▶ **What you should do**: Every line of the material below that holds the string "true" should be copied.

▶ **Supplied data**:
-=-=-

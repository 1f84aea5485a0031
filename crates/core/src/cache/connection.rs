//! Database connection management with pragma configuration.
//!
//! This module handles opening the SQLite database, applying required pragmas
//! for concurrency (WAL mode) and cascading deletes, and running migrations.

use super::migrations;
use crate::Error;
use std::path::Path;
use tokio_rusqlite::Connection;

const PRAGMAS: &str = "PRAGMA journal_mode=WAL;
     PRAGMA synchronous=NORMAL;
     PRAGMA temp_store=MEMORY;
     PRAGMA foreign_keys=ON;";

/// Handle to the partition registry. Clones share one background
/// connection thread.
#[derive(Clone, Debug)]
pub struct CacheDb {
    pub(crate) conn: Connection,
}

impl CacheDb {
    /// Open (or create) the registry file and bring its schema up to date.
    pub async fn open(path: impl AsRef<Path>) -> Result<Self, Error> {
        let conn = Connection::open(path).await.map_err(|e| Error::Database(e.into()))?;
        Self::init(conn).await
    }

    /// Open an in-memory registry for testing.
    pub async fn open_in_memory() -> Result<Self, Error> {
        let conn = Connection::open_in_memory()
            .await
            .map_err(|e| Error::Database(e.into()))?;
        Self::init(conn).await
    }

    async fn init(conn: Connection) -> Result<Self, Error> {
        conn.call(|conn| {
            conn.execute_batch(PRAGMAS)?;
            Ok(())
        })
        .await
        .map_err(Error::Database)?;

        migrations::run(&conn).await?;

        Ok(Self { conn })
    }
}
//! The service worker: lifecycle state plus request interception.

use std::sync::Arc;
use std::sync::atomic::{AtomicBool, Ordering};

use serde::Serialize;
use tokio::sync::RwLock;
use url::Url;

use rinkorea_core::{AppConfig, CacheDb, CacheNames, Error, PartitionStats, WorkerRequest};

use crate::fetch::{Network, resolve};
use crate::lifecycle::{self, ActivateReport, InstallReport, LifecycleEvent, LifecycleState};
use crate::router::{Decision, PassReason, RouteContext, RouteInfo, Router};
use crate::strategy::{Handled, StrategyContext};

/// What the worker did with a request.
#[derive(Debug)]
pub enum FetchOutcome {
    /// Not intercepted; the host forwards it unchanged.
    PassThrough(PassReason),
    Handled(Handled),
}

/// Snapshot reported by hosts.
#[derive(Debug, Clone, Serialize)]
pub struct WorkerStatus {
    pub state: LifecycleState,
    pub clients_claimed: bool,
    pub partitions: Vec<String>,
    pub routes: Vec<RouteInfo>,
}

pub struct ServiceWorker {
    ctx: StrategyContext,
    router: Router,
    manifest: Vec<Url>,
    state: RwLock<LifecycleState>,
    clients_claimed: AtomicBool,
}

impl ServiceWorker {
    /// Build an unregistered worker from configuration.
    ///
    /// # Errors
    ///
    /// Returns `Error::InvalidUrl` if the origin or a precache path cannot be
    /// resolved.
    pub fn new(db: CacheDb, network: Arc<dyn Network>, config: &AppConfig) -> Result<Self, Error> {
        let origin = config.origin_url().map_err(|e| Error::InvalidUrl(e.to_string()))?;

        let manifest = config
            .precache
            .iter()
            .map(|path| resolve(&origin, path).map_err(|e| Error::InvalidUrl(format!("{path}: {e}"))))
            .collect::<Result<Vec<_>, _>>()?;

        let names = CacheNames::new(&config.cache_prefix, &config.cache_version);
        let router = Router::new(RouteContext::new(origin, config.backend_host.clone()));

        Ok(Self {
            ctx: StrategyContext::new(db, network, names),
            router,
            manifest,
            state: RwLock::new(LifecycleState::Unregistered),
            clients_claimed: AtomicBool::new(false),
        })
    }

    pub async fn state(&self) -> LifecycleState {
        *self.state.read().await
    }

    pub fn names(&self) -> &CacheNames {
        &self.ctx.names
    }

    pub fn db(&self) -> &CacheDb {
        &self.ctx.db
    }

    pub fn routes(&self) -> Vec<RouteInfo> {
        self.router.routes().iter().map(RouteInfo::from).collect()
    }

    pub fn manifest(&self) -> &[Url] {
        &self.manifest
    }

    /// Run the install event: precache the manifest.
    pub async fn install(&self) -> Result<InstallReport, Error> {
        self.transition(LifecycleEvent::Install).await?;

        match lifecycle::install(&self.ctx.db, self.ctx.network.as_ref(), &self.ctx.names, &self.manifest).await {
            Ok(report) => {
                self.transition(LifecycleEvent::InstallSucceeded).await?;
                tracing::info!(partition = %report.partition, cached = report.cached.len(), "install complete");
                Ok(report)
            }
            Err(e) => {
                self.transition(LifecycleEvent::InstallFailed).await?;
                tracing::warn!(error = %e, "install failed");
                Err(e)
            }
        }
    }

    /// Run the activate event: purge stale partitions, then claim clients.
    pub async fn activate(&self) -> Result<ActivateReport, Error> {
        self.transition(LifecycleEvent::Activate).await?;

        match lifecycle::purge_stale(&self.ctx.db, &self.ctx.names.current()).await {
            Ok(report) => {
                self.transition(LifecycleEvent::ActivateSucceeded).await?;
                self.clients_claimed.store(true, Ordering::SeqCst);
                tracing::info!(deleted = report.deleted.len(), "activated and claimed clients");
                Ok(report)
            }
            Err(e) => {
                self.transition(LifecycleEvent::ActivateFailed).await?;
                tracing::warn!(error = %e, "activate failed");
                Err(e)
            }
        }
    }

    /// Apply one event. The lock is held only for the state change, never
    /// across the fetches or registry work of a phase.
    async fn transition(&self, event: LifecycleEvent) -> Result<LifecycleState, Error> {
        let mut state = self.state.write().await;
        *state = state.on(event)?;
        tracing::info!(state = %*state, ?event, "lifecycle transition");
        Ok(*state)
    }

    /// Install and activate immediately, skipping the waiting phase.
    pub async fn register(&self) -> Result<(InstallReport, ActivateReport), Error> {
        let installed = self.install().await?;
        let activated = self.activate().await?;
        Ok((installed, activated))
    }

    /// Answer an intercepted request.
    ///
    /// # Errors
    ///
    /// Only cache registry failures are returned; upstream failures are
    /// recovered by the strategies.
    pub async fn handle_fetch(&self, request: &WorkerRequest) -> Result<FetchOutcome, Error> {
        if !self.is_controlling().await {
            return Ok(FetchOutcome::PassThrough(PassReason::Unrouted));
        }

        match self.router.classify(request) {
            Decision::PassThrough(reason) => {
                tracing::debug!(url = %request.url, ?reason, "passing request through");
                Ok(FetchOutcome::PassThrough(reason))
            }
            Decision::Route(route) => {
                tracing::debug!(url = %request.url, route = route.name, strategy = %route.strategy, "intercepted");
                let handled = route.strategy.execute(&self.ctx, route.partition, request).await?;
                Ok(FetchOutcome::Handled(handled))
            }
        }
    }

    /// Total stored body bytes across all partitions.
    pub async fn cache_size(&self) -> Result<u64, Error> {
        self.ctx.db.total_size().await
    }

    pub async fn partition_stats(&self) -> Result<Vec<PartitionStats>, Error> {
        self.ctx.db.partition_stats().await
    }

    pub async fn status(&self) -> Result<WorkerStatus, Error> {
        Ok(WorkerStatus {
            state: self.state().await,
            clients_claimed: self.clients_claimed.load(Ordering::SeqCst),
            partitions: self.ctx.db.partition_names().await?,
            routes: self.routes(),
        })
    }

    async fn is_controlling(&self) -> bool {
        self.state().await == LifecycleState::Activated && self.clients_claimed.load(Ordering::SeqCst)
    }
}
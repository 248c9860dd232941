//! Seedable random number generation for path simulation.
//!
//! The simulator never touches a process-wide generator: callers inject a
//! [`PathRng`] (or a seed from which one is built), so identical seeds
//! reproduce identical ensembles. ChaCha is used for its robust statistical
//! quality and cheap arbitrary seeking.

use rand::{Rng, SeedableRng};
use rand_chacha::ChaCha20Rng;
use rand_distr::StandardNormal;

/// Multiplier used to decorrelate per-path seeds derived from one base seed.
/// Golden-ratio constant; spreads consecutive indices across the seed space.
const SEED_MIX: u64 = 0x9e3779b97f4a7c15;

/// Seedable generator for simulation paths.
///
/// `seed_from_u64` cryptographically expands the `u64` into the full ChaCha
/// key, so nearby seeds still yield independent streams.
#[derive(Debug, Clone)]
pub struct PathRng {
    rng: ChaCha20Rng,
}

impl PathRng {
    /// Create a generator seeded from OS entropy.
    pub fn from_entropy() -> Self {
        Self {
            rng: ChaCha20Rng::from_entropy(),
        }
    }

    /// Create a generator with a specific seed for reproducibility.
    pub fn with_seed(seed: u64) -> Self {
        Self {
            rng: ChaCha20Rng::seed_from_u64(seed),
        }
    }

    /// Draw a fresh base seed; used when the caller did not fix one.
    pub fn random_seed() -> u64 {
        ChaCha20Rng::from_entropy().gen()
    }

    /// Draw one standard normal variate.
    pub fn standard_normal(&mut self) -> f64 {
        self.rng.sample(StandardNormal)
    }

    /// Draw a random f64 in [0, 1).
    pub fn f64(&mut self) -> f64 {
        self.rng.gen()
    }
}

/// Mix a base seed with a path index into an independent per-path seed.
///
/// Matches the deterministic-parallel seeding scheme: each path gets a
/// unique, reproducible seed regardless of which worker thread runs it, so
/// parallel and sequential execution produce the same ensemble.
pub fn derive_path_seed(base_seed: u64, path_index: u64) -> u64 {
    (base_seed ^ path_index.rotate_left(32)).wrapping_mul(SEED_MIX)
}
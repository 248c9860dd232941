//! Engine entry points and batch orchestration.
//!
//! The core exposes exactly two call contracts — [`run_regime_analysis`]
//! re-exported from the analytics module and [`run_monte_carlo_risk`]
//! defined here — plus a thin [`RiskEngine`] that drives both across a
//! batch of instruments. Errors are terminal per instrument: the batch
//! runner logs the failure, skips the symbol, and continues.

use std::collections::HashMap;

use crate::config::{RegimeConfig, RiskConfig};
use crate::errors::{EngineError, RiskResult};
use crate::risk::RiskReport;
use crate::series::ObservationSeries;
use crate::simulation::{CancellationToken, MonteCarloSimulator, SimulationParameters};

pub use crate::analytics::run_regime_analysis;
use crate::analytics::RegimeAnalysisResult;

/// Run the Monte Carlo risk pipeline over one instrument's series.
///
/// Derives GBM parameters (annualized drift and volatility) from the
/// series' log returns, simulates `config.path_count` terminal prices over
/// `config.horizon_days`, and reduces the ensemble to a [`RiskReport`].
/// With `config.rng_seed` fixed the report is fully reproducible.
pub fn run_monte_carlo_risk(
    series: &ObservationSeries,
    config: &RiskConfig,
) -> RiskResult<RiskReport> {
    run_monte_carlo_risk_cancellable(series, config, None)
}

/// [`run_monte_carlo_risk`] with a cooperative cancellation token for
/// embedding in time-boxed schedulers.
pub fn run_monte_carlo_risk_cancellable(
    series: &ObservationSeries,
    config: &RiskConfig,
    cancel: Option<&CancellationToken>,
) -> RiskResult<RiskReport> {
    let returns = series.log_returns()?;
    let current_price = series.last_close().ok_or(EngineError::InsufficientData {
        required: 2,
        actual: 0,
    })?;
    let params = SimulationParameters::from_returns(
        &returns,
        current_price,
        config.horizon_days,
        config.path_count,
        config.min_history,
    )?;
    run_monte_carlo_risk_with_params(params, config.rng_seed, cancel)
}

/// Run the risk pipeline from explicit, already-annualized parameters.
pub fn run_monte_carlo_risk_with_params(
    params: SimulationParameters,
    rng_seed: Option<u64>,
    cancel: Option<&CancellationToken>,
) -> RiskResult<RiskReport> {
    let simulator = MonteCarloSimulator::new(params)?;
    let ensemble = simulator.simulate_with_cancellation(rng_seed, cancel)?;
    RiskReport::from_ensemble(&ensemble)
}

/// Combined output of a batch run.
#[derive(Debug, Clone, Default)]
pub struct BatchResults {
    /// Per-symbol regime analysis results.
    pub regime: HashMap<String, RegimeAnalysisResult>,
    /// Per-symbol risk reports.
    pub risk: HashMap<String, RiskReport>,
    /// Per-symbol terminal errors; a symbol may appear here and still have
    /// a result from the other pipeline.
    pub failures: Vec<(String, EngineError)>,
}

/// Batch driver holding one series per instrument.
///
/// Runs both pipelines per symbol with shared configuration; a failing
/// instrument is tallied and skipped rather than aborting the batch.
#[derive(Debug, Clone)]
pub struct RiskEngine {
    series: HashMap<String, ObservationSeries>,
    regime_config: RegimeConfig,
    risk_config: RiskConfig,
}

impl RiskEngine {
    /// Create an engine with default configuration.
    pub fn new() -> Self {
        Self::with_config(RegimeConfig::default(), RiskConfig::default())
    }

    /// Create an engine with explicit configuration.
    pub fn with_config(regime_config: RegimeConfig, risk_config: RiskConfig) -> Self {
        Self {
            series: HashMap::new(),
            regime_config,
            risk_config,
        }
    }

    /// Register an instrument's series, replacing any previous one.
    pub fn add_series(&mut self, symbol: impl Into<String>, series: ObservationSeries) {
        self.series.insert(symbol.into(), series);
    }

    /// Remove an instrument; returns whether it was present.
    pub fn remove_series(&mut self, symbol: &str) -> bool {
        self.series.remove(symbol).is_some()
    }

    /// Registered symbols in unspecified order.
    pub fn symbols(&self) -> Vec<&str> {
        self.series.keys().map(String::as_str).collect()
    }

    /// Run both pipelines over every registered instrument.
    ///
    /// Logs per-symbol failures and a final success/failure tally; never
    /// fails as a whole.
    pub fn analyze_all(&self) -> BatchResults {
        let mut results = BatchResults::default();
        let mut succeeded = 0usize;
        let mut failed = 0usize;

        for (symbol, series) in &self.series {
            let mut symbol_ok = true;

            match run_regime_analysis(series, &self.regime_config) {
                Ok(analysis) => {
                    results.regime.insert(symbol.clone(), analysis);
                }
                Err(err) => {
                    symbol_ok = false;
                    log::warn!("{}: regime analysis failed: {}", symbol, err);
                    results.failures.push((symbol.clone(), err));
                }
            }

            match run_monte_carlo_risk(series, &self.risk_config) {
                Ok(report) => {
                    results.risk.insert(symbol.clone(), report);
                }
                Err(err) => {
                    symbol_ok = false;
                    log::warn!("{}: risk simulation failed: {}", symbol, err);
                    results.failures.push((symbol.clone(), err));
                }
            }

            if symbol_ok {
                succeeded += 1;
            } else {
                failed += 1;
            }
        }

        log::info!(
            "batch analysis complete: {} succeeded, {} failed, {} total",
            succeeded,
            failed,
            self.series.len()
        );
        results
    }
}

impl Default for RiskEngine {
    fn default() -> Self {
        Self::new()
    }
}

-=-=-

▶ **Solved problem**:
                self.clients_claimed.store(true, Ordering::SeqCst);
            let mut symbol_ok = true;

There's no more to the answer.